Abbott announced that he had mobilized the entire Texas National Guard to assist with rescue-and-recovery efforts. Surrounded by local officials from the Corpus Christi area, he said Texans are united in their effort to recover from Harvey, and he rated the early federal response to the disaster as an “A plus.”
FEMA said Monday that it already had made major deployments of personnel and resources to Texas, including about 900 people in search-and-rescue teams, a million liters of water, a million meals, 20,520 tarps and 70 generators. The FEMA-coordinated response includes 100 ambulances and 15 air ambulances from San Antonio.
U.S. Coast Guard helicopters buzzed the city for much of the day and plucked stranded residents from rooftops. National Guard troops drove massive trucks through high water, looking for people in desperate straits. But professional first responders could not meet all the demands of people immersed in floodwater.
“Please don’t give up on us. None of us are going to give up,” Houston Police Chief Art Acevedo implored residents during a news conference.

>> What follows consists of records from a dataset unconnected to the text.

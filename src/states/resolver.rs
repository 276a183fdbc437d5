//! Cascading Selection Resolver
//!
//! Keeps the location and device selections consistent with the company and
//! location above them, against the live reference data:
//!
//! 1. valid locations = locations of the selected company, or all locations
//! 2. a selected location outside that set is cleared (which clears the device)
//! 3. valid devices = devices at the selected location, else devices under the
//!    valid locations when a company is selected, else all devices
//! 4. a selected device outside that set is cleared
//!
//! A location or device that no longer exists is handled exactly like one that
//! belongs to another parent: it is cleared, never reported as an error.
//!
//! The resolver only ever clears, and writes straight to the [`ContextStore`]
//! rather than going back through the workspace setters, so a clear can never
//! schedule another resolve. Running it on a consistent scope performs no writes.

use crate::states::context::{ContextChange, ContextStore};
use crate::states::reference::ReferenceStore;

/// Normalize `store` against `refs`; returns the fields that were cleared
pub fn resolve(store: &mut ContextStore, refs: &ReferenceStore) -> ContextChange {
    let mut change = ContextChange::default();

    if let Some(location_id) = store.location_id().cloned() {
        let valid = match (store.company_id(), refs.location(&location_id)) {
            (_, None) => false,
            (None, Some(_)) => true,
            (Some(company), Some(location)) => &location.company_id == company,
        };
        if !valid {
            tracing::debug!(location = %location_id, "Clearing location outside company scope");
            change = change.merge(store.set_location(None));
        }
    }

    if let Some(device_id) = store.device_id().cloned() {
        let valid = match refs.device(&device_id) {
            None => false,
            Some(device) => match (store.location_id(), store.company_id()) {
                (Some(location), _) => &device.location_id == location,
                (None, Some(company)) => {
                    refs.company_id_of_location(&device.location_id) == Some(company)
                }
                (None, None) => true,
            },
        };
        if !valid {
            tracing::debug!(device = %device_id, "Clearing device outside location scope");
            change = change.merge(store.set_device(None));
        }
    }

    change
}

/// Whether `store` already satisfies the cascade invariants
pub fn is_consistent(store: &ContextStore, refs: &ReferenceStore) -> bool {
    let mut probe = store.clone();
    !resolve(&mut probe, refs).any()
}

#[cfg(test)]
mod tests {
    use super::*;
    use crate::domain::{CompanyId, DeviceId, LocationId};
    use crate::states::reference::fixtures::{device, two_company_store};
    use proptest::prelude::*;

    fn scoped(company: Option<&str>, location: Option<&str>, device: Option<&str>) -> ContextStore {
        let mut store = ContextStore::new();
        store.set_company(company.map(CompanyId::from));
        store.set_location(location.map(LocationId::from));
        store.set_device(device.map(DeviceId::from));
        store
    }

    #[test]
    fn test_cross_company_location_cleared() {
        let refs = two_company_store();
        let mut store = scoped(Some("co-a"), Some("loc-3"), None);
        let change = resolve(&mut store, &refs);
        assert!(change.location);
        assert_eq!(store.location_id(), None);
        assert_eq!(store.company_id().map(|c| c.as_str()), Some("co-a"));
    }

    #[test]
    fn test_location_clear_cascades_to_device() {
        let refs = two_company_store();
        let mut store = scoped(Some("co-a"), Some("loc-3"), Some("dev-3a"));
        let change = resolve(&mut store, &refs);
        assert!(change.location && change.device);
        assert_eq!(store.device_id(), None);
    }

    #[test]
    fn test_device_from_other_location_cleared() {
        let refs = two_company_store();
        let mut store = scoped(Some("co-a"), Some("loc-1"), Some("dev-2a"));
        let change = resolve(&mut store, &refs);
        assert!(!change.location);
        assert!(change.device);
        assert_eq!(store.location_id().map(|l| l.as_str()), Some("loc-1"));
    }

    #[test]
    fn test_device_checked_against_company_without_location() {
        let refs = two_company_store();
        let mut ok = scoped(Some("co-a"), None, Some("dev-2b"));
        assert!(!resolve(&mut ok, &refs).any());
        let mut bad = scoped(Some("co-a"), None, Some("dev-3b"));
        assert!(resolve(&mut bad, &refs).device);
    }

    #[test]
    fn test_unscoped_selections_kept() {
        let refs = two_company_store();
        let mut store = scoped(None, Some("loc-3"), Some("dev-3a"));
        assert!(!resolve(&mut store, &refs).any());
        let mut store = scoped(None, None, Some("dev-1a"));
        assert!(!resolve(&mut store, &refs).any());
    }

    #[test]
    fn test_deleted_location_treated_as_mismatch() {
        let mut refs = two_company_store();
        let mut store = scoped(Some("co-a"), Some("loc-1"), Some("dev-1a"));
        assert!(is_consistent(&store, &refs));
        refs.remove_location(&"loc-1".into());
        let change = resolve(&mut store, &refs);
        assert!(change.location && change.device);
        assert_eq!(store.company_id().map(|c| c.as_str()), Some("co-a"));
    }

    #[test]
    fn test_deleted_device_cleared() {
        let mut refs = two_company_store();
        let mut store = scoped(None, None, Some("dev-1a"));
        refs.remove_device(&"dev-1a".into());
        assert!(resolve(&mut store, &refs).device);
    }

    #[test]
    fn test_moved_device_follows_reference_data() {
        let mut refs = two_company_store();
        refs.add_device(device("dev-new", "New", "loc-2"));
        let mut store = scoped(Some("co-a"), Some("loc-2"), Some("dev-new"));
        assert!(!resolve(&mut store, &refs).any());
    }

    fn maybe(ids: &'static [&'static str]) -> impl Strategy<Value = Option<&'static str>> {
        proptest::option::of(proptest::sample::select(ids))
    }

    proptest! {
        #[test]
        fn prop_resolve_is_idempotent(
            company in maybe(&["co-a", "co-b", "co-x"]),
            location in maybe(&["loc-1", "loc-2", "loc-3", "loc-x"]),
            device in maybe(&["dev-1a", "dev-2b", "dev-3a", "dev-x"]),
        ) {
            let refs = two_company_store();
            let mut store = scoped(company, location, device);
            resolve(&mut store, &refs);
            let first = store.scope().clone();
            let second = resolve(&mut store, &refs);
            prop_assert!(!second.any());
            prop_assert_eq!(store.scope(), &first);
            prop_assert!(is_consistent(&store, &refs));
        }

        #[test]
        fn prop_resolve_never_touches_company(
            company in maybe(&["co-a", "co-b", "co-x"]),
            location in maybe(&["loc-1", "loc-3"]),
        ) {
            let refs = two_company_store();
            let mut store = scoped(company, location, None);
            let change = resolve(&mut store, &refs);
            prop_assert!(!change.company);
            prop_assert_eq!(store.company_id().map(|c| c.as_str()), company);
        }
    }
}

Texas state Rep. Armando Walle (D), who represents a district on the north side of the Houston metropolitan area, put out a call on his Facebook page: “If you know of any families still needing to get rescued please let me know.” Within three hours, he had a legal pad with 25 houses listed.
“Government can’t do it all alone,” Walle said later. “We’ve had to have the county judge ask for boats from the public. The mayor has asked for boats. We’ve had people all over the state converge. The Cajun Navy is here from Louisiana in their airboats.”
Social media has proved to be the crucial piece of infrastructure for rescue operations.
“We are actually seeing situations where Bob down the street has a flat-bottom boat and Mary up the street has a canoe, and you put those resources together, hitch them together, and get everybody on the block the hell out of there,” said Matthew Seeger, a communications professor at Wayne State University in Detroit who advises government agencies.
“That may not sound significant, but when you think about where we were just 15 years ago when Katrina hit and we had to pass out fliers — in shelters, by boat, whatever we could do just to get some basic health and safety information out there. Not everyone has a transistor radio,” Seeger noted, “but almost everyone has access to Twitter.”
Retired Adm. Thad Allen, who played a key role in shoring up the initially weak federal response to Hurricane Katrina in 2005 and served as national incident commander for the 2010 Gulf of Mexico oil spill, said government agencies seem to be doing their best in a complex situation.
“I’m not sure how much more you can ask for,” he said. “If you have more total fires than you have firemen, the scale, complexity and scope becomes a risk aggregator.”
Allen also pointed out that every storm is different: “When you’ve seen one hurricane, you’ve seen one hurricane.”
W. Craig Fugate, who led FEMA during Barack Obama’s presidency, said the agency’s previous advance planning had been more concerned with “no-notice” disasters such as earthquakes. He said he pushed FEMA staff members to think outside the box. “You have to prepare for the things that haven’t happened, or you haven’t thought of that will exceed the daily capabilities,” he said.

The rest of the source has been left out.